Transmission channel should be encrypted

In current mobile network environment, SMS messages are not bullet-proof, that's a fact. The attack vector may require physical encounter (IMSI catcher and SS7), nation-state agency privileges (access to telecommunications companies) or none of the above if voip is used (story from Coinbase). Thus, we opt for 3G data and a proper SSL channel (SSL pinning).

Security vs. usability and cost

We also want to guarantee some features which satisfy the application owner.

Non-repudiation - the fact that the transaction was authorised should imply that the user wanted it

If the 2-FA provider is a third-party, it should not be able to authorise transactions on users behalf, which protects both parties in case of a conflict. Thus, we require a cryptographic element which is not known to the 2-FA provider.

Usability - the 2-FA mechanism should be easy to implement

External tokens and card readers are a no-go. The only electronic device that (almost) everyone carries everywhere is a mobile phone. This, of course, may change in future: Estonia ID maybe?

Cost effectiveness

Banks are paying millions for sending SMS messages. Data needs to be transferred either directly from the computer (QR code, voice message, Bluetooth) or using cheap 3G data. 

Putting the criteria all together, we can come into conclusions that a perfect 2-FA mechanism should be:

• a mobile application requiring authentication (password/biometrics) which could not be repeated by an attacker able to record audio and video of the user

• providing a proper security at rest, so that a stolen device does not allow an easy key recovery (CVE-2015-6647, CVE-2015-6639, CVE-2016-2060)

• displaying transaction data (using any output on the mobile - display or speaker) to protect from malware similar to Banatrix, VBKlip, VBKlip 2.0.

• requiring a confirmation (using any input on the mobile, such as touchscreen, microphone or biometrics); is re-writing token/SMS enough? No, Zitmo.

Implementation defects

Apart from the architecture flaws and high-level security requirements for a 2-FA mobile app, 2-FA solutions often have implementation defects which can turn into serious security vulnerabilities.

• pairing mechanisms flaws, e.g. possibility to extract shared secrets of other users (server-side)

• general 2-FA implementation problems: possibility to change 2-FA device without the old one, 2-FA bypass, brute-force, weak randomness of tokens (here is a good cheatsheet from OWASP)

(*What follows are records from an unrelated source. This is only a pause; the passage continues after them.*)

/// A rewritten cell always holds an inline string; its shared-string entry
/// stays in the table unreferenced.
fn cell_xml(origin: &Origin, spans: &[Span]) -> String {
    let texts: Vec<_> = spans
        .iter()
        .filter_map(Span::as_text)
        .filter(|t| !t.text.is_empty())
        .collect();
    let mut xml = String::new();
    if texts.is_empty() {
        xml.push_str(&origin.open_tag);
        xml.push_str(&origin.close_tag);
        return xml;
    }
    let open = origin.open_tag.trim_end_matches('>');
    xml.push_str(open);
    xml.push_str(" t=\"inlineStr\"><is>");
    match texts.as_slice() {
        [only] if only.format.is_plain() => push_t(&mut xml, &only.text),
        _ => {
            for span in &texts {
                xml.push_str("<r>");
                match &span.format.native {
                    Some(rpr) => xml.push_str(rpr),
                    None => push_run_props(&mut xml, &span.format),
                }
                push_t(&mut xml, &span.text);
                xml.push_str("</r>");
            }
        }
    }
    xml.push_str("</is>");
    xml.push_str(&origin.close_tag);
    xml
}

fn push_t(xml: &mut String, text: &str) {
    xml.push_str("<t xml:space=\"preserve\">");
    xml.push_str(&partial_escape(text));
    xml.push_str("</t>");
}

fn push_run_props(xml: &mut String, format: &FormatDescriptor) {
    if format.is_plain() {
        return;
    }
    xml.push_str("<rPr>");
    if let Some(font) = &format.font_name {
        xml.push_str(&format!("<rFont val=\"{}\"/>", escape(font.as_str())));
    }
    if format.bold == Some(true) {
        xml.push_str("<b/>");
    }
    if format.italic == Some(true) {
        xml.push_str("<i/>");
    }
    if let Some([r, g, b]) = format.color {
        xml.push_str(&format!("<color rgb=\"FF{r:02X}{g:02X}{b:02X}\"/>"));
    }
    if let Some(size) = format.font_size {
        xml.push_str(&format!("<sz val=\"{size}\"/>"));
    }
    if format.underline == Some(true) {
        xml.push_str("<u/>");
    }
    xml.push_str("</rPr>");
}

/// Pending changes to one sheet's drawing part.
struct SheetDrawing<'a> {
    sheet: &'a SheetPart,
    part: Option<DrawingPart>,
    created: bool,
    rels: Option<Relationships>,
    embedded: HashMap<*const ImageData, String>,
    edits: Vec<(Range<usize>, String)>,
    appended: String,
    next_id: u32,
}

impl<'a> SheetDrawing<'a> {
    fn new(sheet: &'a SheetPart) -> Self {
        SheetDrawing {
            sheet,
            next_id: sheet.drawing.as_ref().map_or(0, |d| d.max_id) + 1,
            part: sheet.drawing.clone(),
            created: false,
            rels: None,
            embedded: HashMap::new(),
            edits: Vec::new(),
            appended: String::new(),
        }
    }

    fn place(
        &mut self,
        package: &mut Package,
        content_types: &mut ContentTypes,
        row: u32,
        col: u32,
        image: &ImageSpan,
    ) -> Result<(), Error> {
        match &image.native {
            Some(native) => {
                let Some(origin) = native.origin.clone() else {
                    return Ok(());
                };
                if matches!(image.source, ImageSource::Embedded { .. }) && image.extent == native.original {
                    return Ok(());
                }
                let rel_id = self.rel_id(package, content_types, image)?;
                self.edits.push((origin, patch_anchor(native, &rel_id, image.extent)));
            }
            None => {
                self.ensure_part(package);
                let rel_id = self.rel_id(package, content_types, image)?;
                let id = self.next_id;
                self.next_id += 1;
                let prefix = self.part.as_ref().map_or("xdr:", |p| p.prefix.as_str());
                let anchor = new_anchor(prefix, row, col, id, &rel_id, image);
                self.appended.push_str(&anchor);
            }
        }
        Ok(())
    }

    fn ensure_part(&mut self, package: &mut Package) {
        if self.part.is_some() {
            return;
        }
        let name = package.unique_part_name("xl/drawings/drawing", "xml");
        let xml = format!(
            "<?xml version=\"1.0\" encoding=\"UTF-8\" standalone=\"yes\"?>\r\n<xdr:wsDr xmlns:xdr=\"{XDR_NS}\" xmlns:a=\"{DML_NS}\"></xdr:wsDr>"
        );
        // reserve the name so another sheet does not pick it
        package.put(&name, xml.clone().into_bytes());
        log::debug!("Created {name} for {}", self.sheet.name);
        self.part = Some(DrawingPart {
            name,
            xml,
            prefix: "xdr:".into(),
            max_id: 0,
        });
        self.created = true;
    }

    fn rel_id(
        &mut self,
        package: &mut Package,
        content_types: &mut ContentTypes,
        image: &ImageSpan,
    ) -> Result<String, Error> {
        let data: &Arc<ImageData> = match &image.source {
            ImageSource::Embedded { rel_id } => return Ok(rel_id.clone()),
            ImageSource::Inserted(data) => data,
        };
        if let Some(id) = self.embedded.get(&Arc::as_ptr(data)) {
            return Ok(id.clone());
        }
        let Some(part) = &self.part else {
            return Err(Error::InvalidXlsx(format!("{} has no drawing part", self.sheet.name)));
        };
        let ext = data.extension();
        let media_part = package.unique_part_name("xl/media/merge_image", ext);
        package.put(&media_part, data.bytes.clone());
        content_types.ensure_default(ext, data.content_type());
        let mut rels = match self.rels.take() {
            Some(rels) => rels,
            None => Relationships::load(package, &part.name)?,
        };
        let id = rels.add(REL_IMAGE, &media_part);
        self.rels = Some(rels);
        log::debug!("Embedded {} as {media_part} ({id})", data.path.display());
        self.embedded.insert(Arc::as_ptr(data), id.clone());
        Ok(id)
    }

    /// Stores the drawing part and returns the `<drawing>` element to splice
    /// into the sheet when the part is new.
    fn finish(
        self,
        package: &mut Package,
        content_types: &mut ContentTypes,
    ) -> Result<Option<(Range<usize>, String)>, Error> {
        let Some(part) = self.part else {
            return Ok(None);
        };
        if self.edits.is_empty() && self.appended.is_empty() {
            return Ok(None);
        }
        let mut edits = self.edits;
        if !self.appended.is_empty() {
            let close = part
                .xml
                .rfind("</")
                .ok_or_else(|| Error::InvalidXlsx(format!("{} has no root end tag", part.name)))?;
            edits.push((close..close, self.appended));
        }
        package.put(&part.name, splice(&part.xml, edits).into_bytes());
        if let Some(rels) = &self.rels {
            rels.store(package);
        }
        if !self.created {
            return Ok(None);
        }

        content_types.ensure_override(&part.name, CT_DRAWING);
        let mut sheet_rels = Relationships::load(package, &self.sheet.name)?;
        let id = sheet_rels.add(REL_DRAWING, &part.name);
        sheet_rels.store(package);
        let at = drawing_position(&self.sheet.xml)?;
        Ok(Some((at..at, format!("<drawing xmlns:r=\"{R_NS}\" r:id=\"{id}\"/>"))))
    }
}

• changing e-mail address without authorisation and reissuing 2-FA device

• weak cryptography at rest, which allows to decrypt the shared secret

And of course there is a separate chapter for abusing biometrics authentication:

• general biometrics problem: equal-error-rate (EER) is too high yet to guarantee a proper security level without affecting the usability

• voice biometrics abuse: replay attack with noise reduction or characteristic change (pitch, speed, pause length), background noise reduction with a second microphone

• face biometrics abuse: presenting a photo or 3d model instead of a real person

• fingerprint biometrics abuse: 3d models or molds instead of a real finger

Conclusion

We are sentenced to use 2-FA mobile apps in future because they can have features which are technically not possible to achieve using external card readers or SMS messages. The problem is that there are much more security issues and possible failures with implementation of mobile apps than with currently used 2-FA solutions. From my experience, mobile apps 2-FA are not mature yet in case of security. A proper testing is also not easy, especially with innovative biometric solutions which protect their patents and use nondeterministic algorithms.